_TASK_:
In the records that come next, find every line with "BoxPool". Return those lines.

_PROVIDED INFORMATION_:
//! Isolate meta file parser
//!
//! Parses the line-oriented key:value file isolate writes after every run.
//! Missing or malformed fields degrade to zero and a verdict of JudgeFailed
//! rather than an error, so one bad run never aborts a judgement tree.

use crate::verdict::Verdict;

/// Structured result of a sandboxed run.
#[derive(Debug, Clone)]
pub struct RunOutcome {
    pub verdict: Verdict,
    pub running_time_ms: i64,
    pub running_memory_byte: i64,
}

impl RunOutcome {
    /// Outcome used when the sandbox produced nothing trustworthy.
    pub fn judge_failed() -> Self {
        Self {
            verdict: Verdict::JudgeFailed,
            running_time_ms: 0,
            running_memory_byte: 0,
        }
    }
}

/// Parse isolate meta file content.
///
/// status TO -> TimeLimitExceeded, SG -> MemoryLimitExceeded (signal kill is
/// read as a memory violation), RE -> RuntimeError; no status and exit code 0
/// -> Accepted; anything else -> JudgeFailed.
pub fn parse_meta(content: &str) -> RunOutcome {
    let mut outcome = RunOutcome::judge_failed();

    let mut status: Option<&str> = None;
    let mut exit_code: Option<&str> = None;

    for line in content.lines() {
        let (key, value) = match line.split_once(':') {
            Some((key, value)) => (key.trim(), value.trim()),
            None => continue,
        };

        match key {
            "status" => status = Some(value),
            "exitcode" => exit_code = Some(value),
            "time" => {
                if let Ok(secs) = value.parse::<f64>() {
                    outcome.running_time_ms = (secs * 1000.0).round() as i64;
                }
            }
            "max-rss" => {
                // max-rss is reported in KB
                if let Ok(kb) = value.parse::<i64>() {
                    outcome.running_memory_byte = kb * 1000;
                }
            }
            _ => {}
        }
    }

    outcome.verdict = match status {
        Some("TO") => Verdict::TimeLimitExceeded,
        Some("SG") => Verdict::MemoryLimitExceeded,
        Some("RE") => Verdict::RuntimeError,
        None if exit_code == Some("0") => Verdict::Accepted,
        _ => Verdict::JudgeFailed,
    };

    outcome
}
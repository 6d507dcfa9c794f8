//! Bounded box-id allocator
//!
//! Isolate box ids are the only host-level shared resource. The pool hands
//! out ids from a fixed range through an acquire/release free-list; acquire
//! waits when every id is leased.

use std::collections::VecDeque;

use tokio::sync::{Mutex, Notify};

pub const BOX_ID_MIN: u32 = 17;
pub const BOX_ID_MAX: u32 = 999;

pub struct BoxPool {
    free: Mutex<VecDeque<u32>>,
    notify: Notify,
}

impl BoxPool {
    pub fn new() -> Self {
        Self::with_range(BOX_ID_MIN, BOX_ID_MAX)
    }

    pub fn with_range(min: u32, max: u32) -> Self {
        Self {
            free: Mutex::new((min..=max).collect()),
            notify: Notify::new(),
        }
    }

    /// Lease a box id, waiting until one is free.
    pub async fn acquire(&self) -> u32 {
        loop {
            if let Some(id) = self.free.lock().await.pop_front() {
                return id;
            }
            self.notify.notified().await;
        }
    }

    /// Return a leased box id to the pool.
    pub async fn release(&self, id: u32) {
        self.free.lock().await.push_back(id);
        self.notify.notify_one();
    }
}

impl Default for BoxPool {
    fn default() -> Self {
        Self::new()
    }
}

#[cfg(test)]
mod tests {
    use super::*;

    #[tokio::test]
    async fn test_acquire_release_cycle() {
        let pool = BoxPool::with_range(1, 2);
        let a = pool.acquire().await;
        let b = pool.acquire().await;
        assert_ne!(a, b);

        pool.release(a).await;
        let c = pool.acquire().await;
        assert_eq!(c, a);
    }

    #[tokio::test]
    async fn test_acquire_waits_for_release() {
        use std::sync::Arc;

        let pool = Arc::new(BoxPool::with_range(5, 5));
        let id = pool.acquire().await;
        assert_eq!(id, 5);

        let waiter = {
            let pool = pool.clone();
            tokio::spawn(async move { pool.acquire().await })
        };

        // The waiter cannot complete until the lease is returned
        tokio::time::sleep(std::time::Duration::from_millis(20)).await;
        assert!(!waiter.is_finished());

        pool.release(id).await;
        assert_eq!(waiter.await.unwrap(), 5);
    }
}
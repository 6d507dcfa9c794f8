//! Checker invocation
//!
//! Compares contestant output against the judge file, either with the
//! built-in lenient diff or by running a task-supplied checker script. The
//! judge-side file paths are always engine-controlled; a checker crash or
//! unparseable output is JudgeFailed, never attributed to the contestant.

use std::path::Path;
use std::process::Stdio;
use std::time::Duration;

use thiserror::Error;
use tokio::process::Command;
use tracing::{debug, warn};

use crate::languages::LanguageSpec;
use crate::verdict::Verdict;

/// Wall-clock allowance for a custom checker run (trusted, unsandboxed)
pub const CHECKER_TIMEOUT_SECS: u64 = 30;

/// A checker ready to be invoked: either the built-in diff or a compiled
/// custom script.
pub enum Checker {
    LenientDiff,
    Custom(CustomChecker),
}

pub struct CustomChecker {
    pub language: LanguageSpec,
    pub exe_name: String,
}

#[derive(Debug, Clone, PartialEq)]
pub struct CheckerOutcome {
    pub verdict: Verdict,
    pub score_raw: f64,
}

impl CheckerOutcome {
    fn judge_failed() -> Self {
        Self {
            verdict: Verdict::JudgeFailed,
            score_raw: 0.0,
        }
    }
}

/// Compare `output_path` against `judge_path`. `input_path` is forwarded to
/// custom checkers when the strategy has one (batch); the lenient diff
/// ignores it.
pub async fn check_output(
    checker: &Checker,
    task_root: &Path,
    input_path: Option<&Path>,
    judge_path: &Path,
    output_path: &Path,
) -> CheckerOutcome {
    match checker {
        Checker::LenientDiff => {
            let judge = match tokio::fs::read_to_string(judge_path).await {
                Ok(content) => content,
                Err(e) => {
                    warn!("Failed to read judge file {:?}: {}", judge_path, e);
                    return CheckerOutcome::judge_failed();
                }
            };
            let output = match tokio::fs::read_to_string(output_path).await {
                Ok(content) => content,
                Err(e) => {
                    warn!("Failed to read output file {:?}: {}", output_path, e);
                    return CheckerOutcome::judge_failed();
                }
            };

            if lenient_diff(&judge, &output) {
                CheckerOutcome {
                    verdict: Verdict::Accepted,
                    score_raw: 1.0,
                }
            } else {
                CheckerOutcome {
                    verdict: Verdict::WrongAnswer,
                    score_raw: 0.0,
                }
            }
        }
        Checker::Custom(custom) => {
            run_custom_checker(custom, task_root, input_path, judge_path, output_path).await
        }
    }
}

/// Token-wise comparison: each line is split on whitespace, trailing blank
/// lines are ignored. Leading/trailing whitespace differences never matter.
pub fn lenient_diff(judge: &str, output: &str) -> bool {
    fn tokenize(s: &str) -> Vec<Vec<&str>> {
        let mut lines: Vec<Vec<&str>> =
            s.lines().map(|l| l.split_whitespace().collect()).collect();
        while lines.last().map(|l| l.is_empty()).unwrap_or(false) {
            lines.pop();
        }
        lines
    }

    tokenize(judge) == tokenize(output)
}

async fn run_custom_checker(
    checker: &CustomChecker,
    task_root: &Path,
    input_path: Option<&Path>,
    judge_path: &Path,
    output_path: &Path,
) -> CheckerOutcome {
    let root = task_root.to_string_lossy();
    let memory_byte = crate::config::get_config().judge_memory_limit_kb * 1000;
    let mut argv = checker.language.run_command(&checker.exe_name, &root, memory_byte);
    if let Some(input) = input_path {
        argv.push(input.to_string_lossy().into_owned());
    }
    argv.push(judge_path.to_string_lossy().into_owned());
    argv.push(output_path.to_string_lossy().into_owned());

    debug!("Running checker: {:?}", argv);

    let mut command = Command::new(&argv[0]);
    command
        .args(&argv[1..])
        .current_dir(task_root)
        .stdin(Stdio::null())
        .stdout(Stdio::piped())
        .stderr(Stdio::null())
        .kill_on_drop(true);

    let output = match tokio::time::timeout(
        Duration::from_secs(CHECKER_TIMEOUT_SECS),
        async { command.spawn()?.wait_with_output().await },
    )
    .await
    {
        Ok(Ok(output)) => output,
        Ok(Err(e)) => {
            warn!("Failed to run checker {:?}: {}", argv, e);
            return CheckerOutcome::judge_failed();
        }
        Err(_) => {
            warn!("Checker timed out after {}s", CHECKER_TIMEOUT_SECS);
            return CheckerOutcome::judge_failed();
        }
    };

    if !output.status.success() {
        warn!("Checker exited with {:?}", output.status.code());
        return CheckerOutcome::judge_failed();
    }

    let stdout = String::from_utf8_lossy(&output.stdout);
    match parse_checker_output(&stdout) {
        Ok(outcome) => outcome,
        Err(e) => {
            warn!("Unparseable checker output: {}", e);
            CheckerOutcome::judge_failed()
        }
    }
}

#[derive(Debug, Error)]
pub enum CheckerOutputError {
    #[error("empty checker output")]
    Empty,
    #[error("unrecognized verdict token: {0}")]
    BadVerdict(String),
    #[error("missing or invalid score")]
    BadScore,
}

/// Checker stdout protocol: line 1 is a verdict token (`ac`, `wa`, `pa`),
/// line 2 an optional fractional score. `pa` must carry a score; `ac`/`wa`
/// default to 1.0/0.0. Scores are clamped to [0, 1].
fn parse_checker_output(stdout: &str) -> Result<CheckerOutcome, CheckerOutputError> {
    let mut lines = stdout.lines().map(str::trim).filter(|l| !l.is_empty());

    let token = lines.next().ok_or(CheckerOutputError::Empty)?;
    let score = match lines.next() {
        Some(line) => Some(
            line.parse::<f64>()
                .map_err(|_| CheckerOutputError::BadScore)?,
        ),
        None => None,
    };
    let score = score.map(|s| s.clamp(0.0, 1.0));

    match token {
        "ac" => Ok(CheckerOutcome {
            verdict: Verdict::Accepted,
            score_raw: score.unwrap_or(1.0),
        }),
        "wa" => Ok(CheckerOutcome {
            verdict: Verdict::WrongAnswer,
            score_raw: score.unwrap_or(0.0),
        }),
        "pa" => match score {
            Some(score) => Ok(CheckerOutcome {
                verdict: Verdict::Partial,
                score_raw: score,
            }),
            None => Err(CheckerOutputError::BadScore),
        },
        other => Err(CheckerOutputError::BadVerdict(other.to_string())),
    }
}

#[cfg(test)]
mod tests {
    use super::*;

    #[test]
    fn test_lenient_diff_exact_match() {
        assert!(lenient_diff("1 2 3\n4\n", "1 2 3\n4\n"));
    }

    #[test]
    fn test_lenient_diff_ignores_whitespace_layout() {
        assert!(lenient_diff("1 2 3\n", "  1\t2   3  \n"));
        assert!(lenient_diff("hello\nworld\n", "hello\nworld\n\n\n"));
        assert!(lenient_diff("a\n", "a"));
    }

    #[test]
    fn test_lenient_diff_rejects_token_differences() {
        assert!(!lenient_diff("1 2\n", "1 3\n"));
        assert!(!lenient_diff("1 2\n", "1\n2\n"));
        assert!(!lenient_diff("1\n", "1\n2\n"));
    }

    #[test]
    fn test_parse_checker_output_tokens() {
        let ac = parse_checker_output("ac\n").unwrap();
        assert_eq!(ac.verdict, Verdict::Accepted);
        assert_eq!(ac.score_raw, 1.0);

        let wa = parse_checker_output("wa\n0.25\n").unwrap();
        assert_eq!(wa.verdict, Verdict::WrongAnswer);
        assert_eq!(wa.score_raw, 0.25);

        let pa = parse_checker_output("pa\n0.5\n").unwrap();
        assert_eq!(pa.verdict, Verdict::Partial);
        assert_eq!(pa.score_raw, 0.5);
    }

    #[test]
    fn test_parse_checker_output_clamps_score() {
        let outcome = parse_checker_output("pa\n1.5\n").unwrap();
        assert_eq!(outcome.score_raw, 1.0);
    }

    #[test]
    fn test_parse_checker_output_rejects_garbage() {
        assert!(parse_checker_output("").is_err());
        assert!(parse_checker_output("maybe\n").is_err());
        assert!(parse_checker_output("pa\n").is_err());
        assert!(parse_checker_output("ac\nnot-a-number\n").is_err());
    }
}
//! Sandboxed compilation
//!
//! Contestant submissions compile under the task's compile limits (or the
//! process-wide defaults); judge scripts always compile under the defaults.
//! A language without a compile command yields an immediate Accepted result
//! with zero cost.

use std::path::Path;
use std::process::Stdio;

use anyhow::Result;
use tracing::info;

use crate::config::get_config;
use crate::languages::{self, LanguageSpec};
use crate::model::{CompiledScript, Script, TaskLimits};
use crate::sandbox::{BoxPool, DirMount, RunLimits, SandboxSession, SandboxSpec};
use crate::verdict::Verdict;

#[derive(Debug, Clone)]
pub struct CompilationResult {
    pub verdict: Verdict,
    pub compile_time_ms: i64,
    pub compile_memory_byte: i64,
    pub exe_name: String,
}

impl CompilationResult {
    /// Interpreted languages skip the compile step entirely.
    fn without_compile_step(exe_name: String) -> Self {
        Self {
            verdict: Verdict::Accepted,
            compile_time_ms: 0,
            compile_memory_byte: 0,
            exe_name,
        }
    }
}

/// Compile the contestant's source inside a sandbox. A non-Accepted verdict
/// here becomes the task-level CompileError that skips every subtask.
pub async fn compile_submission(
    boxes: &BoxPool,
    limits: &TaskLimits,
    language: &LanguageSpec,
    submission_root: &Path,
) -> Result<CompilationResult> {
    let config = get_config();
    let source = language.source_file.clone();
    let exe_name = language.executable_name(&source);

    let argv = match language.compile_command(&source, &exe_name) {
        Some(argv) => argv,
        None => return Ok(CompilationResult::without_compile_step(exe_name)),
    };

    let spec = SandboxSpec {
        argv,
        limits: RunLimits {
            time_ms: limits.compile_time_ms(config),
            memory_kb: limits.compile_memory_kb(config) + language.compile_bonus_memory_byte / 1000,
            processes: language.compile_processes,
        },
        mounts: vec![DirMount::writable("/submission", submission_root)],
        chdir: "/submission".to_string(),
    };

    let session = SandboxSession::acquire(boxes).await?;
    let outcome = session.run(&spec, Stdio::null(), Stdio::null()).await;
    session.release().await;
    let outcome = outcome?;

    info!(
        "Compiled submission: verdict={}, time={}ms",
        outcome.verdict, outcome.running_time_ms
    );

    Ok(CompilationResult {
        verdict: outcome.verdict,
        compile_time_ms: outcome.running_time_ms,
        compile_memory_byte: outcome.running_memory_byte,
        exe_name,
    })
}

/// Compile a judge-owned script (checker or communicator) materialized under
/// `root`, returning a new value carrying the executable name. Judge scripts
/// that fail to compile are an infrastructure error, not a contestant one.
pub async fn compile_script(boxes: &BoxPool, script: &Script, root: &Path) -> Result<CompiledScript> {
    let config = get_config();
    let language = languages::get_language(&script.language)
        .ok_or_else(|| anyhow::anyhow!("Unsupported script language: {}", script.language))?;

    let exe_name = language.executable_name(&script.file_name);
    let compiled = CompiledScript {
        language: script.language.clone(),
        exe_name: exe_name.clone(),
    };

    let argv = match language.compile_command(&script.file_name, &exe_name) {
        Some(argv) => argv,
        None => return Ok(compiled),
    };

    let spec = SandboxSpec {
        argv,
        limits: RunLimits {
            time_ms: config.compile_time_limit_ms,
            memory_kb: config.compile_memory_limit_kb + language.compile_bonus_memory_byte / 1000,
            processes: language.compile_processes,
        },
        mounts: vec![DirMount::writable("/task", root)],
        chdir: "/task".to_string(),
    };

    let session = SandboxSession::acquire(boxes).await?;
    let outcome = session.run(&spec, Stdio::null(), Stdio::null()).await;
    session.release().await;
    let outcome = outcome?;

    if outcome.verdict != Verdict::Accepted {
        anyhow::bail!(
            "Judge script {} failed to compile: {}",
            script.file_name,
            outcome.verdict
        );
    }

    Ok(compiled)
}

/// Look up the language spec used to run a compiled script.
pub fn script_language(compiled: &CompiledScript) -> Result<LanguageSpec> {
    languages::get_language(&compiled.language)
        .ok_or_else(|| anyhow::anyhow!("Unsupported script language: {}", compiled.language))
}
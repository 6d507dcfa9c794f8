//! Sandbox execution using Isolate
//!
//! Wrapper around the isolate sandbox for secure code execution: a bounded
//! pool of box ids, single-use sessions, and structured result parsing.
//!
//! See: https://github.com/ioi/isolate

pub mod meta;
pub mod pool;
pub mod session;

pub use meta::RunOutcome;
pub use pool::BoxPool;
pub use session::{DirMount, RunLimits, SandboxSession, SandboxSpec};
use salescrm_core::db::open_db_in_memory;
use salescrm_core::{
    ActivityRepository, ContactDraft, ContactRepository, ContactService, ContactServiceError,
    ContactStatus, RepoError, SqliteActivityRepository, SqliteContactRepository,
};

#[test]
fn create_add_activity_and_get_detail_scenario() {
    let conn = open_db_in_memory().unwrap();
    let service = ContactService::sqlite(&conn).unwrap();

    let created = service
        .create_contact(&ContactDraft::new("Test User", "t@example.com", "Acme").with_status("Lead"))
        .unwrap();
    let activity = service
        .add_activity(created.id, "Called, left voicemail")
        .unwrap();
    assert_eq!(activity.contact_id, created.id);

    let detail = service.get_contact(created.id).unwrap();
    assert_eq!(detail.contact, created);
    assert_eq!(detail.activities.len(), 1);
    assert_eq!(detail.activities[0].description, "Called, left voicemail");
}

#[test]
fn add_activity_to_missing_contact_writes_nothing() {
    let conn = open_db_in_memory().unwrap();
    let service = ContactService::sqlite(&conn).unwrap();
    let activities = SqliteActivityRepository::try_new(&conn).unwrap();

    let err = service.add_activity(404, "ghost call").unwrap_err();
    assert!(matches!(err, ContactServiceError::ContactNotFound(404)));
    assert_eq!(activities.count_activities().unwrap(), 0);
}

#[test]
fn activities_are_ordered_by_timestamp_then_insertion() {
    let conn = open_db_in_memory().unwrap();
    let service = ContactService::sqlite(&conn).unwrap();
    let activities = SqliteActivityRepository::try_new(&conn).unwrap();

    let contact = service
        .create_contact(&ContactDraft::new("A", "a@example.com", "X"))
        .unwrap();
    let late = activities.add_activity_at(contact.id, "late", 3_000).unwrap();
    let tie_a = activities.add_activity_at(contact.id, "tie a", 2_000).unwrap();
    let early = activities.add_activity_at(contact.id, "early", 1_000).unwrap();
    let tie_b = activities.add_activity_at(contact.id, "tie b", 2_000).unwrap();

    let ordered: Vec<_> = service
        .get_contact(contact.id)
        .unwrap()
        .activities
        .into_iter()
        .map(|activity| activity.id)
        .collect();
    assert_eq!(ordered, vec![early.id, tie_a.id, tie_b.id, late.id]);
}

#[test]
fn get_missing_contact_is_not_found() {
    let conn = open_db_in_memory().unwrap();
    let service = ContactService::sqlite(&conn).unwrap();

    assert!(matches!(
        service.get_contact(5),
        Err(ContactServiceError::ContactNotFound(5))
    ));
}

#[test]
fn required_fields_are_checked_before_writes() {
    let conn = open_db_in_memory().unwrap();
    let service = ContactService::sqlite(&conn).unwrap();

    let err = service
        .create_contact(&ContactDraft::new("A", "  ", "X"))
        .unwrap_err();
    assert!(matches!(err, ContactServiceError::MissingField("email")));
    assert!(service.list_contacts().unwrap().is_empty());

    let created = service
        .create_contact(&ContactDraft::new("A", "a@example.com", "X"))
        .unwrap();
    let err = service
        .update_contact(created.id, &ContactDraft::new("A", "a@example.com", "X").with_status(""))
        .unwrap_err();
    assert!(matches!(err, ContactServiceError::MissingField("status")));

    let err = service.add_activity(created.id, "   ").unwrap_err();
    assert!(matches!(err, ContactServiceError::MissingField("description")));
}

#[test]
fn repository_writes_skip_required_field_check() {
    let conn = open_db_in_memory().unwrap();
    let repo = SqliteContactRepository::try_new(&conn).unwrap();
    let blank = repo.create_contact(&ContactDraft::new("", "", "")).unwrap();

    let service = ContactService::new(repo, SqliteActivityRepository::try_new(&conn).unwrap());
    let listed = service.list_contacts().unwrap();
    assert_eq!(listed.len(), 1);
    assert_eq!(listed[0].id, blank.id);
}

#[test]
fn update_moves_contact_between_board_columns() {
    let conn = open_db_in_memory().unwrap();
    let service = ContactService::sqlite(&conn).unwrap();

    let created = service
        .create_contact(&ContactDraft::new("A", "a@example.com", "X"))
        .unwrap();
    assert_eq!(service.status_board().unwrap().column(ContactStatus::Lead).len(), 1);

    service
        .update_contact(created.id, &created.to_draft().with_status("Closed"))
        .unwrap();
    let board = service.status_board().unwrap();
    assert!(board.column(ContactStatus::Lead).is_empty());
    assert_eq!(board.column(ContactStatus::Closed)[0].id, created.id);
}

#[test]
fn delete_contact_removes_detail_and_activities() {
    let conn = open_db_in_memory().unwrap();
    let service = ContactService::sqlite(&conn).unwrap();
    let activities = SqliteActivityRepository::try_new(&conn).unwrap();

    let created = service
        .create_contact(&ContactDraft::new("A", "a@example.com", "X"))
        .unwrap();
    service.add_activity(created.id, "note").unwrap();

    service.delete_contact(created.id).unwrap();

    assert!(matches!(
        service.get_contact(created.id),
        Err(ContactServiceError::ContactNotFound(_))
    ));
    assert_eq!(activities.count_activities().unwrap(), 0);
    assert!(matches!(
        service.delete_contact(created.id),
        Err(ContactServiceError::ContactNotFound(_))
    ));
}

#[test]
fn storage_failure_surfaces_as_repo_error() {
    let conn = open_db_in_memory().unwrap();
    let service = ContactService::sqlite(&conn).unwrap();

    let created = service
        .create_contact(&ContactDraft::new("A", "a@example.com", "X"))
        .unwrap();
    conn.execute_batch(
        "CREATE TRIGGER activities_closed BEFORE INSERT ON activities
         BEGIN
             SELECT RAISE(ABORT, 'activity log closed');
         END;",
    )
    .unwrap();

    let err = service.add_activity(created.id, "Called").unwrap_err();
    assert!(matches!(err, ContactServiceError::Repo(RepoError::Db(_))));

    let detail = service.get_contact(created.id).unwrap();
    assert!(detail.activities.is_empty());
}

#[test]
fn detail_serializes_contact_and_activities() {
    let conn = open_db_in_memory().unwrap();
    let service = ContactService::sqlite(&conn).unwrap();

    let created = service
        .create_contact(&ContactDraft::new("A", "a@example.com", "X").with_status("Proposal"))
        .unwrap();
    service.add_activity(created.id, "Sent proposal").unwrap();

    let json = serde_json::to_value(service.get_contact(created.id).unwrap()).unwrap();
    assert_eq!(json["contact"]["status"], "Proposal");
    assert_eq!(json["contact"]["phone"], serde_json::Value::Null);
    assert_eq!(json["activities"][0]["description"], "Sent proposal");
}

_REPLY TO THE EXERCISE_:
pub struct BoxPool {
impl BoxPool {
impl Default for BoxPool {
        let pool = BoxPool::with_range(1, 2);
        let pool = Arc::new(BoxPool::with_range(5, 5));
use crate::sandbox::{BoxPool, DirMount, RunLimits, SandboxSession, SandboxSpec};
    boxes: &BoxPool,
pub async fn compile_script(boxes: &BoxPool, script: &Script, root: &Path) -> Result<CompiledScript> {
pub use pool::BoxPool;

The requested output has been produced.